This year has been a roller coaster for me when it comes to the health and well-being of my family and myself. My mother is in very ill health and has long suffered from cardiomyopathy. This year she has slid into great decline. There have been three total hospitalizations this year, the most recent being two weeks ago on her birthday. My family knows that we have entered the end, but though we know she is dying it’s not exactly like there is a road map or a timeline. She is determined to live for as long as possible, but every day is a challenge. We welcome it.

As for my own health this has been the year of realizing that I’m not indestructible. It started with an odd patch of skin on my chest this spring and has turned into discovering that I am high risk for a lot of cancers. I’ve been through biopsies, mammograms, ultrasounds, MRIs, and genetic tests. I’ve now got three separate doctors managing my preventative screenings. Each month has some sort of appointment and I’ve met my insurance deductible with ease. I thought at the outset of this adventure that this would be the most challenging aspect of the journey.
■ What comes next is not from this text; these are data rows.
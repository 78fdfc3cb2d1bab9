//! Tools: callable actions agents use to read and mutate session state.

pub mod career;
pub mod resume;
pub mod tool;

pub use career::RecordCareerGoal;
pub use resume::{ParseResume, SummarizeJobHistory, UpdateJobHistoryField};
pub use tool::{Tool, ToolArguments, ToolContext, ToolOutcome, ToolParameters};
//! Agents and the delegation topology.

pub mod agent;
pub mod context;
pub mod topology;
pub mod trace;

pub use agent::{Agent, AvailabilityGuard, BeforeModelHook};
pub use topology::{DelegationDecision, Topology};
pub use trace::StateTrace;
A few weeks ago I discovered that I was wrong.

My breast MRI was clear for the breast cancer we are hunting vigilantly. Instead, something in my neck lit up. This is how I came to know Frank. Frank is a thyroid nodule taking up real estate on the left side of my throat. I can feel him through the skin and I’m pretty sure he’s the thing that’s been making swallowing interesting for a few months. Had it not been for the MRI I would never have found him until he was a problem. Because of the MRI he has been found, then investigated with an ultrasound, and this week jabbed at with needles for a biopsy.

tiny bandage, big ouch.

tiny bandage, big ouch.

The biopsy will be the definitive answer as to what he is, but most of what we know about him right now looks grim. My doctors have said to prepare for cancer, but in the same breath point out that thyroid cancer is the “best” kind to have. I’m not without my optimism, but I’ve allowed the pre-diagnosis to settle into my bones. It’s the only way I can make the next series of choices and handle the wait for the official signature on what we mostly already know. Accepting things is what lets me breath in. It’s what has let me dig deep in myself to tolerate the unexpected pain of the biopsy as well as the fear. And make no mistake I’m scared. The pretty statistics about how thyroid cancer is easy to treat don’t work as a balm for me. My body is betraying me. There is no salve for that.

But there is something good about Frank. He’s making me truly look at myself and my feelings, to evaluate the world in terms of time and place. He’s making me present. He’s making me count my blessings. Frank is painful, but he is making me truly take the time to value things. I recognize more now than I ever have that the world is bigger than me and that I can get through anything one minute, one hour, one day at a time. I’m finding my strength deep down somewhere below where the cancer lies and this all is starting to feel like a gift.

I can do this. It’s going to be okay. Life is so much more than now.